“We Left with Nothing but the Land Deeds,” says Rashid Abdel Ghani, a Palestinian refugee from the village of Al-Sumayriyya, now living in Ain al-Hilweh refugee camp in Lebanon. Rashid was sixteen years old when he was forced to leave his village in 1948. There was no time for farewells; people carried only what they could, while his family carried the kawasheen — the land deeds that remained proof of their ownership.


In May, after the fall of Haifa and Safad, Al-Sumayriyya came next. Its residents were forcibly displaced. They walked from al-Sumayriyya to Yarka, then to Tarshiha, eventually reaching Bint Jbeil in Lebanon.
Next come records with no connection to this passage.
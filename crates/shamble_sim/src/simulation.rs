//! The per-tick simulation loop
//!
//! Tick order: target movement, scent trail and field, spatial rebuild,
//! per-agent sensing and behavior, alert fan-out, navigation. Alerts are
//! collected during the behavior pass and dispatched afterwards so every
//! agent decides on the same world snapshot.

use shamble_ai::{
    AgentConfig, AgentController, Alert, CommsHub, TargetObservation,
};
use shamble_core::{Category, EntityId, EventSink, IdGenerator, SimEvent};
use shamble_math::{Aabb, Vec3};
use shamble_nav::{NavAgent, NavSurface};
use shamble_world::{OcclusionMap, ScentField, SpatialIndex, Surroundings};

use crate::player::{Player, ScentTrail};
use crate::spawner::SpawnArea;

/// A horde agent: identity, behavior and locomotion
#[derive(Debug)]
pub struct Zombie {
    pub id: EntityId,
    pub controller: AgentController,
    pub nav: NavAgent,
}

/// The assembled world and its update loop
pub struct Simulation {
    surface: NavSurface,
    occlusion: OcclusionMap,
    scent: ScentField,
    spatial: SpatialIndex,
    hub: CommsHub,
    ids: IdGenerator,
    player: Player,
    trail: ScentTrail,
    zombies: Vec<Zombie>,
    time: f32,
}

impl Simulation {
    pub fn new(surface: NavSurface, player_start: Vec3, player_speed: f32) -> Self {
        let ids = IdGenerator::new();
        let player = Player::new(ids.next(), player_start, player_speed);
        Self {
            surface,
            occlusion: OcclusionMap::new(),
            scent: ScentField::new(),
            spatial: SpatialIndex::new(),
            hub: CommsHub::new(Category::Zombie),
            ids,
            player,
            trail: ScentTrail::new(),
            zombies: Vec::new(),
            time: 0.0,
        }
    }

    pub fn time(&self) -> f32 {
        self.time
    }

    pub fn surface(&self) -> &NavSurface {
        &self.surface
    }

    pub fn player(&self) -> &Player {
        &self.player
    }

    pub fn player_mut(&mut self) -> &mut Player {
        &mut self.player
    }

    pub fn trail_mut(&mut self) -> &mut ScentTrail {
        &mut self.trail
    }

    pub fn scent(&self) -> &ScentField {
        &self.scent
    }

    pub fn scent_mut(&mut self) -> &mut ScentField {
        &mut self.scent
    }

    pub fn zombies(&self) -> &[Zombie] {
        &self.zombies
    }

    /// Register a static vision-blocking prop
    pub fn add_prop(&mut self, bounds: Aabb) -> EntityId {
        let id = self.ids.next();
        self.occlusion.add(id, bounds);
        id
    }

    /// Spawn a single agent at a position
    ///
    /// An invalid configuration is logged and produces an inert agent
    /// rather than failing the whole world.
    pub fn spawn_zombie(&mut self, position: Vec3, config: AgentConfig, seed: u64) -> EntityId {
        let id = self.ids.next();
        let mut nav = NavAgent::new(position, config.movement.speed);
        nav.stopping_distance = config.movement.stopping_distance;

        let controller =
            match AgentController::new(id, config, Category::Player, position, seed) {
                Ok(mut controller) => {
                    controller.start(&mut nav, &self.surface);
                    controller
                }
                Err(err) => {
                    log::error!("agent {} spawned inert: {}", id, err);
                    AgentController::inert(id)
                }
            };

        self.zombies.push(Zombie {
            id,
            controller,
            nav,
        });
        id
    }

    /// Spawn up to `count` agents inside an area
    ///
    /// Candidates that miss the walkable surface are skipped. A broken
    /// configuration is reported once for the whole horde.
    pub fn spawn_horde(
        &mut self,
        area: &SpawnArea,
        count: usize,
        config: &AgentConfig,
        seed: u64,
    ) -> Vec<EntityId> {
        use rand::rngs::SmallRng;
        use rand::SeedableRng;

        if let Err(err) = config.validate() {
            log::error!("horde configuration rejected, spawning inert agents: {}", err);
        }

        let mut rng = SmallRng::seed_from_u64(seed);
        let mut spawned = Vec::with_capacity(count);
        for i in 0..count {
            let candidate = area.random_point(&mut rng);
            let Some(position) = self.surface.sample_position(candidate, area.sample_radius)
            else {
                log::warn!("spawn candidate {:?} is off the walkable surface", candidate);
                continue;
            };
            spawned.push(self.spawn_zombie(position, config.clone(), seed.wrapping_add(i as u64)));
        }
        spawned
    }

    /// Advance the world by one tick
    pub fn tick(&mut self, dt: f32, sink: &mut dyn EventSink) {
        self.time += dt;

        self.player.update(dt);
        if let Some(drop) = self.trail.tick(dt, self.player.position()) {
            self.scent
                .add_marker(drop, self.trail.radius, self.trail.lifetime);
        }
        self.scent.update(dt);

        self.spatial.clear();
        self.spatial
            .insert(Category::Player, self.player.id(), self.player.position());
        for zombie in &self.zombies {
            self.spatial
                .insert(Category::Zombie, zombie.id, zombie.nav.position());
        }

        let observation = self.player.observation();
        let mut alerts: Vec<(Alert, Vec3)> = Vec::new();

        for i in 0..self.zombies.len() {
            let (id, position) = (self.zombies[i].id, self.zombies[i].nav.position());
            if let Some(scent_position) = self.scent.sense(id, position) {
                let zombie = &mut self.zombies[i];
                zombie.controller.on_scent_contact(
                    scent_position,
                    &mut zombie.nav,
                    &self.surface,
                    sink,
                );
            }

            let world = Surroundings::new(
                &self.occlusion,
                Some((Category::Player, observation)),
            );
            let zombie = &mut self.zombies[i];
            if let Some(alert) =
                zombie
                    .controller
                    .update(dt, &mut zombie.nav, &self.surface, &world, sink)
            {
                alerts.push((alert, zombie.nav.position()));
            }
        }

        self.dispatch_alerts(alerts, sink);

        for zombie in &mut self.zombies {
            zombie.nav.update(dt, &self.surface);
        }
    }

    fn dispatch_alerts(&mut self, alerts: Vec<(Alert, Vec3)>, sink: &mut dyn EventSink) {
        let hub = self.hub;
        let spatial = &self.spatial;
        let surface = &self.surface;
        let zombies = &mut self.zombies;

        for (alert, sender_position) in alerts {
            let range = zombies
                .iter()
                .find(|z| z.id == alert.sender)
                .map(|z| z.controller.config().comms.range)
                .unwrap_or(0.0);

            let notified = hub.publish(spatial, sender_position, range, alert, |peer, alert| {
                match zombies.iter_mut().find(|z| z.id == peer) {
                    Some(zombie) if !zombie.controller.is_inert() => {
                        zombie.controller.receive_alert(
                            alert.position,
                            &mut zombie.nav,
                            surface,
                            sink,
                        );
                        true
                    }
                    _ => false,
                }
            });

            sink.notify(SimEvent::AlertBroadcast {
                agent: alert.sender,
                position: alert.position.to_array(),
                notified,
            });
        }
    }

    /// Target snapshot as the vision pipeline sees it, mainly for tests
    pub fn player_observation(&self) -> TargetObservation {
        self.player.observation()
    }
}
Rashid recalls the journey, saying:“We spent about a week on the road, sleeping under olive trees. ”Later, a contractor from Sidon working with the United Nations transported them to Sidon, where a new life began inside tents and along narrow alleyways that, over time, became known as refugee camps.
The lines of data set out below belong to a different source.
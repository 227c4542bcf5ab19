//! Pipeline configuration, built from environment variables.

use std::time::Duration;

use crate::capability::RetryPolicy;
use crate::error::ConfigError;

/// Tunables for the pipeline state machine and follow-up orchestration.
#[derive(Debug, Clone)]
pub struct PipelineConfig {
    /// Minimum capability confidence to advance without a detour.
    pub confidence_threshold: f32,
    /// Ask the requester to confirm a resolved subcategory before advancing.
    pub require_subcategory_confirmation: bool,
    /// Backoff policy for transient capability failures.
    pub retry: RetryPolicy,
    /// Re-read-and-retry budget for lost CAS races.
    pub cas_max_retries: u32,
    /// Quiet time on a suspended ticket before the sweep re-sends a reminder.
    pub reminder_after: Duration,
    /// Reminders before a suspended ticket is marked stalled.
    pub max_reminders: u32,
    /// Interval between follow-up sweep passes.
    pub sweep_interval: Duration,
    /// Where operator escalations are sent.
    pub operator_address: String,
}

impl Default for PipelineConfig {
    fn default() -> Self {
        Self {
            confidence_threshold: 0.6,
            require_subcategory_confirmation: false,
            retry: RetryPolicy::default(),
            cas_max_retries: 5,
            reminder_after: Duration::from_secs(24 * 60 * 60),
            max_reminders: 2,
            sweep_interval: Duration::from_secs(15 * 60),
            operator_address: "support-ops@localhost".to_string(),
        }
    }
}

impl PipelineConfig {
    /// Build from environment, falling back to defaults for anything unset.
    pub fn from_env() -> Result<Self, ConfigError> {
        let mut config = Self::default();

        if let Ok(raw) = std::env::var("CONFIDENCE_THRESHOLD") {
            let value: f32 = raw.parse().map_err(|_| ConfigError::InvalidValue {
                key: "CONFIDENCE_THRESHOLD".into(),
                message: format!("not a number: {raw}"),
            })?;
            if !(0.0..=1.0).contains(&value) {
                return Err(ConfigError::InvalidValue {
                    key: "CONFIDENCE_THRESHOLD".into(),
                    message: format!("out of range [0,1]: {value}"),
                });
            }
            config.confidence_threshold = value;
        }

        if let Ok(raw) = std::env::var("REQUIRE_SUBCATEGORY_CONFIRMATION") {
            config.require_subcategory_confirmation =
                matches!(raw.to_lowercase().as_str(), "1" | "true" | "yes");
        }

        if let Some(secs) = env_u64("REMINDER_AFTER_SECS")? {
            config.reminder_after = Duration::from_secs(secs);
        }
        if let Some(n) = env_u64("MAX_REMINDERS")? {
            config.max_reminders = checked_u32("MAX_REMINDERS", n)?;
        }
        if let Some(secs) = env_u64("SWEEP_INTERVAL_SECS")? {
            config.sweep_interval = Duration::from_secs(secs);
        }
        if let Some(n) = env_u64("CAS_MAX_RETRIES")? {
            config.cas_max_retries = checked_u32("CAS_MAX_RETRIES", n)?;
        }
        if let Ok(addr) = std::env::var("OPERATOR_ADDRESS") {
            config.operator_address = addr;
        }

        Ok(config)
    }
}

fn checked_u32(key: &str, value: u64) -> Result<u32, ConfigError> {
    u32::try_from(value).map_err(|_| ConfigError::InvalidValue {
        key: key.into(),
        message: format!("out of range: {value}"),
    })
}

fn env_u64(key: &str) -> Result<Option<u64>, ConfigError> {
    match std::env::var(key) {
        Ok(raw) => raw
            .parse()
            .map(Some)
            .map_err(|_| ConfigError::InvalidValue {
                key: key.into(),
                message: format!("not an integer: {raw}"),
            }),
        Err(_) => Ok(None),
    }
}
Yellow papers crossed borders and survived decades of displacement, passed down from one hand to another, from one generation to the next. Rashid says “These deeds — copies of them exist in Britain — prove that the land belongs to us, but they refuse to recognize them.” Today, Mohammad Rashid Abdel Ghani lives in Ain al-Hilweh camp and still tells his grandchildren about the land, the olive trees, and the harvest seasons. Despite decades of exile and waiting, his heart still points in one direction: Al-Sumayriyya.